3. Application Entry Point Layer

Directory Structure:

main.py

main.py


import os
import re
import sys
from argparse import ArgumentParser, ArgumentTypeError
import routers
from utils.logging_utils import log, setup_logging
from utils.config_loader import load_config

config = load_config()

actions_needing_issue_id = {
    "generate_code_from_issue": True,
    "generate_code_from_issue_and_reply": True,
    "update_issue": True,
    "add_issue": False,
    "generate_readme": False,
    "grow_grass": False,
}

class MissingIssueIDError(Exception):
    pass

def parse_git_repo(value: str) -> str:
    valid_pattern = r"^[a-zA-Z0-9-]+/(?!.*\.\.)(?!.*\.$)(?!^\.)[a-zA-Z0-9_.-]{1,100}$"
    if not re.match(valid_pattern, value):
        raise ArgumentTypeError("Invalid repository format.

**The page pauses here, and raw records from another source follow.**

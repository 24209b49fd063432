//! Modular common utilities shared across PolicyDesk crates.
//!
//! # Feature Tiers
//!
//! Enable cargo features to opt into the tiers you need:
//! - `foundation`: error types
//! - `observability`: tracing instrumentation
//! - `platform`: embedded SQLite storage (pool, connections, pragmas)

#![forbid(unsafe_code)]
#![warn(rust_2018_idioms)]
#![warn(clippy::all, clippy::perf, clippy::complexity, clippy::suspicious)]

// Platform tier
// -------------------------------------------------------------------
#[cfg(feature = "platform")]
pub mod storage;
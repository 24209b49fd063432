//! Typed access to one table through the local store.

use std::marker::PhantomData;
use std::sync::Arc;

use policydesk_domain::{changes_to_record, Entity, Result};
use serde_json::Value;

use super::local_store::LocalStore;

/// Entity-typed view of a [`LocalStore`] table.
pub struct Repository<E: Entity> {
    local: Arc<LocalStore>,
    _entity: PhantomData<fn() -> E>,
}

impl<E: Entity> Clone for Repository<E> {
    fn clone(&self) -> Self {
        Self { local: Arc::clone(&self.local), _entity: PhantomData }
    }
}

impl<E: Entity> Repository<E> {
    pub fn new(local: Arc<LocalStore>) -> Self {
        Self { local, _entity: PhantomData }
    }

    pub async fn add(&self, entity: &E) -> Result<E> {
        let stored = self.local.insert(E::TABLE, entity.to_record()?).await?;
        E::from_record(stored)
    }

    pub async fn update(&self, id: &str, changes: &E::Changes) -> Result<E> {
        let merged = self.local.update(E::TABLE, id, changes_to_record(changes)?).await?;
        E::from_record(merged)
    }

    pub async fn delete(&self, id: &str) -> Result<bool> {
        self.local.delete(E::TABLE, id).await
    }

    pub async fn get(&self, id: &str) -> Result<Option<E>> {
        self.local.get(E::TABLE, id).await?.map(E::from_record).transpose()
    }

    pub async fn list(&self) -> Result<Vec<E>> {
        self.local.all(E::TABLE).await?.into_iter().map(E::from_record).collect()
    }

    pub async fn find_by(&self, field: &str, value: impl Into<Value> + Send) -> Result<Vec<E>> {
        let value = value.into();
        self.local.find_by(E::TABLE, field, &value).await?.into_iter().map(E::from_record).collect()
    }
}
//! Macro for implementing string conversions on domain enums
//!
//! Domain enums travel as lowercase strings in three places: the remote
//! backend columns, the local SQLite columns and log fields. This macro keeps
//! a single table of variant/string pairs per enum.
//!
//! # Example
//!
//! ```rust
//! use policydesk_domain::impl_domain_enum_conversions;
//!
//! #[derive(Debug, Clone, Copy, PartialEq, Eq)]
//! pub enum Stage {
//!     Draft,
//!     Active,
//! }
//!
//! impl_domain_enum_conversions!(Stage {
//!     Draft => "draft",
//!     Active => "active",
//! });
//!
//! assert_eq!(Stage::Active.as_str(), "active");
//! assert_eq!("DRAFT".parse::<Stage>().unwrap(), Stage::Draft);
//! ```

/// Implements `as_str`, `Display` and `FromStr` for a fieldless enum.
///
/// Parsing is case-insensitive; output is always the canonical string.
#[macro_export]
macro_rules! impl_domain_enum_conversions {
    ($enum_name:ident { $($variant:ident => $str:expr),+ $(,)? }) => {
        impl $enum_name {
            /// Canonical string form.
            pub const fn as_str(&self) -> &'static str {
                match self {
                    $(Self::$variant => $str,)+
                }
            }
        }

        impl std::fmt::Display for $enum_name {
            fn fmt(&self, f: &mut std::fmt::Formatter<'_>) -> std::fmt::Result {
                f.write_str(self.as_str())
            }
        }

        impl std::str::FromStr for $enum_name {
            type Err = String;

            fn from_str(s: &str) -> Result<Self, Self::Err> {
                match s.to_lowercase().as_str() {
                    $($str => Ok(Self::$variant),)+
                    _ => Err(format!("Invalid {}: {}", stringify!($enum_name), s)),
                }
            }
        }
    };
}

#[cfg(test)]
mod tests {
    use std::str::FromStr;

    #[derive(Debug, Clone, Copy, PartialEq, Eq)]
    enum Sample {
        First,
        SecondValue,
    }

    impl_domain_enum_conversions!(Sample {
        First => "first",
        SecondValue => "second-value",
    });

    #[test]
    fn display_uses_canonical_string() {
        assert_eq!(Sample::SecondValue.to_string(), "second-value");
        assert_eq!(Sample::First.as_str(), "first");
    }

    #[test]
    fn parsing_ignores_case() {
        assert_eq!(Sample::from_str("FIRST").unwrap(), Sample::First);
        assert_eq!(Sample::from_str("Second-Value").unwrap(), Sample::SecondValue);
    }

    #[test]
    fn unknown_value_names_the_enum() {
        let err = Sample::from_str("third").unwrap_err();
        assert!(err.contains("Sample"));
        assert!(err.contains("third"));
    }
}
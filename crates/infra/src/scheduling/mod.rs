//! Background scheduling.
//!
//! [`SyncScheduler`] runs sync passes on an interval and on demand, with an
//! explicit start/stop lifecycle, a cancellation token and a bounded join.

pub mod error;
pub mod sync_scheduler;

pub use error::{SchedulerError, SchedulerResult};
pub use sync_scheduler::{SyncScheduler, SyncSchedulerConfig};
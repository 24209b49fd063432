//! SQLite connection pool
//!
//! r2d2-based connection pooling with pragmas applied on every new
//! connection.

use std::path::Path;
use std::sync::Arc;
use std::time::Instant;

use r2d2::Pool;
use r2d2_sqlite::SqliteConnectionManager;
use tracing::{debug, info, instrument, warn};

use super::config::SqlitePoolConfig;
use super::connection::SqliteConnection;
use super::pragmas::apply_connection_pragmas;
use crate::storage::error::{StorageError, StorageResult};
use crate::storage::metrics::StorageMetrics;
use crate::storage::types::HealthStatus;

/// SQLite connection pool
#[derive(Debug)]
pub struct SqlitePool {
    pool: Pool<SqliteConnectionManager>,
    config: SqlitePoolConfig,
    metrics: Arc<StorageMetrics>,
}

impl SqlitePool {
    /// Open (or create) the database file and build the pool.
    ///
    /// One connection is acquired eagerly so a bad path or unreadable file
    /// fails here rather than on first use.
    #[instrument(skip(config), fields(pool_size = config.max_size))]
    pub fn new(path: &Path, config: SqlitePoolConfig) -> StorageResult<Self> {
        info!("Creating SQLite connection pool");

        let metrics = Arc::new(StorageMetrics::new());

        let pragma_config = config.clone();
        let manager = SqliteConnectionManager::file(path).with_init(move |conn| {
            apply_connection_pragmas(conn, &pragma_config)
                .map_err(|e| rusqlite::Error::ToSqlConversionFailure(Box::new(e)))
        });

        let pool = Pool::builder()
            .max_size(config.max_size)
            .connection_timeout(config.connection_timeout)
            .build(manager)
            .map_err(|e| {
                warn!("Failed to create connection pool: {}", e);
                StorageError::Connection(format!("Failed to create pool: {e}"))
            })?;

        {
            let conn = pool.get().map_err(|e| {
                warn!("Failed to get test connection: {}", e);
                StorageError::Connection(format!("Failed to get test connection: {e}"))
            })?;
            conn.query_row("SELECT 1", [], |row| row.get::<_, i32>(0))?;
            debug!("Test connection verified");
        }

        info!("SQLite pool created with {} connections", config.max_size);

        Ok(Self { pool, config, metrics })
    }

    /// Acquire a connection from the pool.
    pub fn get_connection(&self) -> StorageResult<SqliteConnection> {
        let start = Instant::now();

        match self.pool.get() {
            Ok(conn) => {
                let duration_ms = u64::try_from(start.elapsed().as_millis()).unwrap_or(u64::MAX);
                self.metrics.record_connection_acquired(duration_ms);
                Ok(SqliteConnection::new(conn))
            }
            Err(e) => {
                let err_str = e.to_string().to_lowercase();
                if err_str.contains("timed out") || err_str.contains("timeout") {
                    self.metrics.record_connection_timeout();
                    warn!("Connection timeout after {:?}", self.config.connection_timeout);
                    Err(StorageError::Timeout(self.config.connection_timeout.as_secs()))
                } else {
                    self.metrics.record_connection_error();
                    warn!("Connection error: {}", e);
                    Err(StorageError::Connection(format!("Failed to get connection: {e}")))
                }
            }
        }
    }

    /// Probe the pool with one acquisition and report its state and counters.
    pub fn health_check(&self) -> HealthStatus {
        match self.get_connection() {
            Ok(_conn) => {
                let state = self.pool.state();
                HealthStatus::healthy(
                    state.connections as usize,
                    state.idle_connections as usize,
                    self.config.max_size as usize,
                    self.metrics.snapshot(),
                )
            }
            Err(e) => HealthStatus::unhealthy(format!("Pool unhealthy: {e}")),
        }
    }

    /// Connection acquisition counters.
    pub fn metrics(&self) -> &Arc<StorageMetrics> {
        &self.metrics
    }

    pub fn config(&self) -> &SqlitePoolConfig {
        &self.config
    }
}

Use 'owner/repo'.")
    return value

def parse_arguments(args=None):
    parser = ArgumentParser(description="Tool to automate issue handling on GitHub")
    parser.add_argument("action", help="Action to perform", choices=[
        "add_issue", "generate_code_from_issue", "generate_code_from_issue_and_reply",
        "generate_readme", "grow_grass", "update_issue"
    ])
    parser.add_argument("--issue-id", type=int, help="ID of the GitHub issue")
    parser.add_argument(
        "--repo", help="Target GitHub repository in the format 'owner/repo'", 
        default=os.getenv("DEFAULT_REPO", "tawada/grass-grower"), type=parse_git_repo
    )
    parser.add_argument("--branch", help="Target branch name", default="main")
    parser.add_argument("--code-lang", help="Target code language", default="python")
    parsed_args = parser.parse_args(args)
    if actions_needing_issue_id[parsed_args.action] and not parsed_args.issue_id:
        raise MissingIssueIDError("'issue_id' is required for the selected action.")
    return parsed_args

def main(args=None):
    setup_logging()
    try:
        args = parse_arguments(args)
    except MissingIssueIDError as err:
        log(f"'issue_id' is required for the selected action: {str(err)}", level="error")
        sys.exit(1)
    except ArgumentTypeError as err:
        log(f"Argument error